Market Disruption Event shall mean any of the following events:

a. any suspension of, or limitation imposed on, trading of the Common Stock by the Principal Trading Market during the one-hour period prior to the close of trading for the regular trading session on the Principal Trading Market (or for purposes of determining the VWAP per share of Common Stock, any period or periods aggregating one half hour or longer during the regular trading session on the relevant day) and whether by reason of movements in price exceeding limits permitted by the Principal Trading Market as to securities generally, or otherwise relating to the Common Stock or options contracts relating to the Common Stock on the Principal Trading Market; or


b. any event that disrupts or impairs (as determined by the Corporation in its reasonable discretion) the ability of market participants during the one-hour period prior to the close of trading for the regular trading session on the Principal Trading Market (or for purposes of determining the VWAP per share of Common Stock, any period or periods aggregating one half-hour or longer during the regular trading session on the relevant day) in general to effect transactions in, or obtain market values for, the Common Stock on the Principal Trading Market or to effect transactions in, or obtain market values for, options contracts relating to the Common Stock on the Principal Trading Market.

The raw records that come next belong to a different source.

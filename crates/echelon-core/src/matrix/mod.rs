//! Dense real matrix with contiguous row-major storage.
//!
//! [`Matrix`] is a value type: every kernel in [`crate::linalg`] borrows its
//! inputs and returns a freshly owned result, so a caller's matrix is never
//! modified behind its back. A `Matrix` always has at least one row and one
//! column; the nested-row constructors enforce this through
//! [`validate_matrix`](crate::validate::validate_matrix).

mod create;
mod display;

use core::ops::{Index, IndexMut};

#[cfg(feature = "serde")]
use serde::{Deserialize, Serialize};

use crate::config::EPS;
use crate::error::{LinalgError, Result};
use crate::validate::validate_matrix;

/// A dense `nrows x ncols` matrix of `f64`.
///
/// Cloning performs a deep copy.
#[derive(Debug, Clone, PartialEq)]
#[cfg_attr(feature = "serde", derive(Serialize, Deserialize))]
pub struct Matrix {
    data: Vec<f64>,
    nrows: usize,
    ncols: usize,
}

impl Matrix {
    // ------------------------------------------------------------------
    // Construction from raw parts
    // ------------------------------------------------------------------

    /// Create a matrix from row-major data.
    ///
    /// Fails with a shape error if either dimension is zero or
    /// `rows * cols != data.len()`.
    pub fn from_vec(data: Vec<f64>, nrows: usize, ncols: usize) -> Result<Self> {
        if nrows == 0 || ncols == 0 {
            return Err(LinalgError::Shape {
                reason: "matrix must have at least one row and one column",
            });
        }
        if nrows * ncols != data.len() {
            return Err(LinalgError::Shape {
                reason: "shape product does not match data length",
            });
        }
        Ok(Self { data, nrows, ncols })
    }

    /// Create a matrix from nested rows.
    ///
    /// ```
    /// # use echelon_core::matrix::Matrix;
    /// let m = Matrix::from_rows(&[[1.0, 2.0], [3.0, 4.0]]).unwrap();
    /// assert_eq!(m.shape(), (2, 2));
    /// assert_eq!(m[(1, 0)], 3.0);
    /// assert!(Matrix::from_rows::<Vec<f64>>(&[]).is_err());
    /// ```
    pub fn from_rows<R: AsRef<[f64]>>(rows: &[R]) -> Result<Self> {
        let (nrows, ncols) = validate_matrix(rows)?;
        let mut data = Vec::with_capacity(nrows * ncols);
        for row in rows {
            data.extend_from_slice(row.as_ref());
        }
        Ok(Self { data, nrows, ncols })
    }

    /// Create a matrix whose columns are the given vectors.
    ///
    /// This is how basis vectors are assembled into `P` during
    /// diagonalization.
    pub fn from_columns<C: AsRef<[f64]>>(columns: &[C]) -> Result<Self> {
        let (ncols, nrows) = validate_matrix(columns)?;
        let mut data = vec![0.0; nrows * ncols];
        for (j, col) in columns.iter().enumerate() {
            for (i, &v) in col.as_ref().iter().enumerate() {
                data[i * ncols + j] = v;
            }
        }
        Ok(Self { data, nrows, ncols })
    }

    // ------------------------------------------------------------------
    // Accessors
    // ------------------------------------------------------------------

    #[inline]
    pub fn nrows(&self) -> usize {
        self.nrows
    }

    #[inline]
    pub fn ncols(&self) -> usize {
        self.ncols
    }

    /// `(nrows, ncols)`.
    #[inline]
    pub fn shape(&self) -> (usize, usize) {
        (self.nrows, self.ncols)
    }

    #[inline]
    pub fn is_square(&self) -> bool {
        self.nrows == self.ncols
    }

    /// A flat slice of all elements in row-major order.
    #[inline]
    pub fn as_slice(&self) -> &[f64] {
        &self.data
    }

    /// Consume the matrix and return the underlying row-major `Vec<f64>`.
    #[inline]
    pub fn into_vec(self) -> Vec<f64> {
        self.data
    }

    /// Element at `(row, col)`, or `None` when out of bounds.
    pub fn get(&self, row: usize, col: usize) -> Option<f64> {
        if row < self.nrows && col < self.ncols {
            Some(self.data[row * self.ncols + col])
        } else {
            None
        }
    }

    /// Row `i` as a slice.
    ///
    /// # Panics
    ///
    /// Panics if `i >= nrows`.
    pub fn row(&self, i: usize) -> &[f64] {
        let start = i * self.ncols;
        &self.data[start..start + self.ncols]
    }

    /// Column `j` copied into a new vector.
    ///
    /// # Panics
    ///
    /// Panics if `j >= ncols`.
    pub fn column(&self, j: usize) -> Vec<f64> {
        assert!(j < self.ncols, "column index {j} out of bounds");
        (0..self.nrows).map(|i| self.data[i * self.ncols + j]).collect()
    }

    /// Iterate over the rows as slices.
    pub fn rows(&self) -> impl Iterator<Item = &[f64]> {
        self.data.chunks_exact(self.ncols)
    }

    /// Iterate over the columns, each copied into a new vector.
    pub fn columns(&self) -> impl Iterator<Item = Vec<f64>> + '_ {
        (0..self.ncols).map(|j| self.column(j))
    }

    /// Copy out as nested rows.
    pub fn to_rows(&self) -> Vec<Vec<f64>> {
        self.rows().map(<[f64]>::to_vec).collect()
    }

    /// The main diagonal.
    pub fn diagonal(&self) -> Vec<f64> {
        (0..self.nrows.min(self.ncols))
            .map(|i| self.data[i * self.ncols + i])
            .collect()
    }

    // ------------------------------------------------------------------
    // In-place helpers for the elimination kernels
    // ------------------------------------------------------------------

    pub(crate) fn row_mut(&mut self, i: usize) -> &mut [f64] {
        let start = i * self.ncols;
        &mut self.data[start..start + self.ncols]
    }

    pub(crate) fn swap_rows(&mut self, a: usize, b: usize) {
        if a == b {
            return;
        }
        for j in 0..self.ncols {
            self.data.swap(a * self.ncols + j, b * self.ncols + j);
        }
    }

    /// `row[target] -= factor * row[source]`, across every column.
    pub(crate) fn sub_row_multiple(&mut self, target: usize, source: usize, factor: f64) {
        let n = self.ncols;
        for j in 0..n {
            let s = self.data[source * n + j];
            self.data[target * n + j] -= factor * s;
        }
    }

    // ------------------------------------------------------------------
    // Map / compare
    // ------------------------------------------------------------------

    /// Apply a function to every element, returning a new matrix.
    #[must_use]
    pub fn map<F>(&self, f: F) -> Matrix
    where
        F: Fn(f64) -> f64,
    {
        Matrix {
            data: self.data.iter().map(|&x| f(x)).collect(),
            nrows: self.nrows,
            ncols: self.ncols,
        }
    }

    /// Round every element to `decimals` places, flushing values within
    /// [`EPS`] of zero to `0.0` so results print without `-0.0` noise.
    ///
    /// ```
    /// # use echelon_core::matrix::Matrix;
    /// let m = Matrix::from_rows(&[[1.23456, -1e-12]]).unwrap();
    /// assert_eq!(m.round(2).as_slice(), &[1.23, 0.0]);
    /// ```
    #[must_use]
    pub fn round(&self, decimals: i32) -> Matrix {
        let scale = 10f64.powi(decimals);
        self.map(|x| {
            if x.abs() < EPS {
                0.0
            } else {
                (x * scale).round() / scale
            }
        })
    }

    /// Whether `other` has the same shape and every element differs by less
    /// than `tol`.
    pub fn approx_eq(&self, other: &Matrix, tol: f64) -> bool {
        self.shape() == other.shape()
            && self
                .data
                .iter()
                .zip(&other.data)
                .all(|(a, b)| (a - b).abs() < tol)
    }
}

impl Index<(usize, usize)> for Matrix {
    type Output = f64;

    #[inline]
    fn index(&self, (row, col): (usize, usize)) -> &f64 {
        assert!(
            row < self.nrows && col < self.ncols,
            "index ({row}, {col}) out of bounds for {}x{} matrix",
            self.nrows,
            self.ncols
        );
        &self.data[row * self.ncols + col]
    }
}

impl IndexMut<(usize, usize)> for Matrix {
    #[inline]
    fn index_mut(&mut self, (row, col): (usize, usize)) -> &mut f64 {
        assert!(
            row < self.nrows && col < self.ncols,
            "index ({row}, {col}) out of bounds for {}x{} matrix",
            self.nrows,
            self.ncols
        );
        &mut self.data[row * self.ncols + col]
    }
}

impl TryFrom<Vec<Vec<f64>>> for Matrix {
    type Error = LinalgError;

    fn try_from(rows: Vec<Vec<f64>>) -> Result<Self> {
        Matrix::from_rows(&rows)
    }
}

#[cfg(test)]
#[allow(clippy::float_cmp)]
mod tests {
    use super::*;
    use crate::error::ErrorKind;

    #[test]
    fn test_from_vec() {
        let m = Matrix::from_vec(vec![1.0, 2.0, 3.0, 4.0, 5.0, 6.0], 2, 3).unwrap();
        assert_eq!(m.shape(), (2, 3));
        assert_eq!(m.row(1), &[4.0, 5.0, 6.0]);
        assert_eq!(m.column(2), vec![3.0, 6.0]);
    }

    #[test]
    fn test_from_vec_shape_mismatch() {
        assert!(Matrix::from_vec(vec![1.0, 2.0, 3.0], 2, 3).is_err());
        assert!(Matrix::from_vec(vec![], 0, 0).is_err());
    }

    #[test]
    fn test_from_rows_rejects_bad_shapes() {
        let empty: Vec<Vec<f64>> = vec![];
        assert_eq!(
            Matrix::from_rows(&empty).unwrap_err().kind(),
            ErrorKind::Shape
        );
        let empty_row: Vec<Vec<f64>> = vec![vec![]];
        assert_eq!(
            Matrix::from_rows(&empty_row).unwrap_err().kind(),
            ErrorKind::Shape
        );
        let ragged = vec![vec![1.0, 2.0], vec![3.0]];
        assert!(Matrix::try_from(ragged).is_err());
    }

    #[test]
    fn test_from_columns() {
        let m = Matrix::from_columns(&[[1.0, 2.0, 3.0], [4.0, 5.0, 6.0]]).unwrap();
        assert_eq!(m.shape(), (3, 2));
        assert_eq!(m.to_rows(), vec![vec![1.0, 4.0], vec![2.0, 5.0], vec![3.0, 6.0]]);
    }

    #[test]
    fn test_get_and_index() {
        let mut m = Matrix::from_rows(&[[1.0, 2.0], [3.0, 4.0]]).unwrap();
        assert_eq!(m.get(1, 1), Some(4.0));
        assert_eq!(m.get(2, 0), None);
        m[(0, 1)] = 9.0;
        assert_eq!(m[(0, 1)], 9.0);
    }

    #[test]
    #[should_panic(expected = "out of bounds")]
    fn test_index_out_of_bounds() {
        let m = Matrix::eye(2);
        let _ = m[(2, 0)];
    }

    #[test]
    fn test_swap_and_sub_rows() {
        let mut m = Matrix::from_rows(&[[1.0, 2.0], [3.0, 4.0]]).unwrap();
        m.swap_rows(0, 1);
        assert_eq!(m.as_slice(), &[3.0, 4.0, 1.0, 2.0]);
        m.sub_row_multiple(0, 1, 3.0);
        assert_eq!(m.as_slice(), &[0.0, -2.0, 1.0, 2.0]);
    }

    #[test]
    fn test_diagonal() {
        let m = Matrix::from_rows(&[[1.0, 2.0, 3.0], [4.0, 5.0, 6.0]]).unwrap();
        assert_eq!(m.diagonal(), vec![1.0, 5.0]);
    }

    #[test]
    fn test_round() {
        let m = Matrix::from_rows(&[[0.333_333, -2e-11], [1.5, -0.666_666]]).unwrap();
        assert_eq!(m.round(3).as_slice(), &[0.333, 0.0, 1.5, -0.667]);
    }

    #[test]
    fn test_approx_eq() {
        let a = Matrix::from_rows(&[[1.0, 2.0]]).unwrap();
        let b = Matrix::from_rows(&[[1.0 + 1e-9, 2.0]]).unwrap();
        assert!(a.approx_eq(&b, 1e-6));
        assert!(!a.approx_eq(&b, 1e-12));
        assert!(!a.approx_eq(&Matrix::eye(2), 1.0));
    }
}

Person” means an individual, corporation, partnership, joint venture, limited liability company, Governmental Authority, unincorporated organization, trust, association or other entity.

Principal Trading Market means initially NASDAQ, and any successor national securities exchange which is the principal trading market for the Common Stock.

Purchase Agreement means that certain Stock Purchase Agreement, dated as of October 8, 2021, as amended and restated pursuant to that certain Amended and Restated Stock Purchase Agreement, dated as of November 3, 2021, by and among Hot Air, Inc., Cardboard Box, LLC, a Delaware limited liability company and the Corporation.

Regions Credit Facility shall mean the indebtedness of the Corporation and certain of its direct and indirect subsidiaries, as applicable, pursuant to that certain Credit Agreement, dated as of December 15, 2015, as amended, between Plastic Tripod, Inc. and certain of its subsidiaries, Hot Air, Inc., the lenders party thereto and Regions Bank, as administrative agent and collateral agent as such credit agreement and related agreements is amended from time to time in accordance with the terms of the Purchase Agreement.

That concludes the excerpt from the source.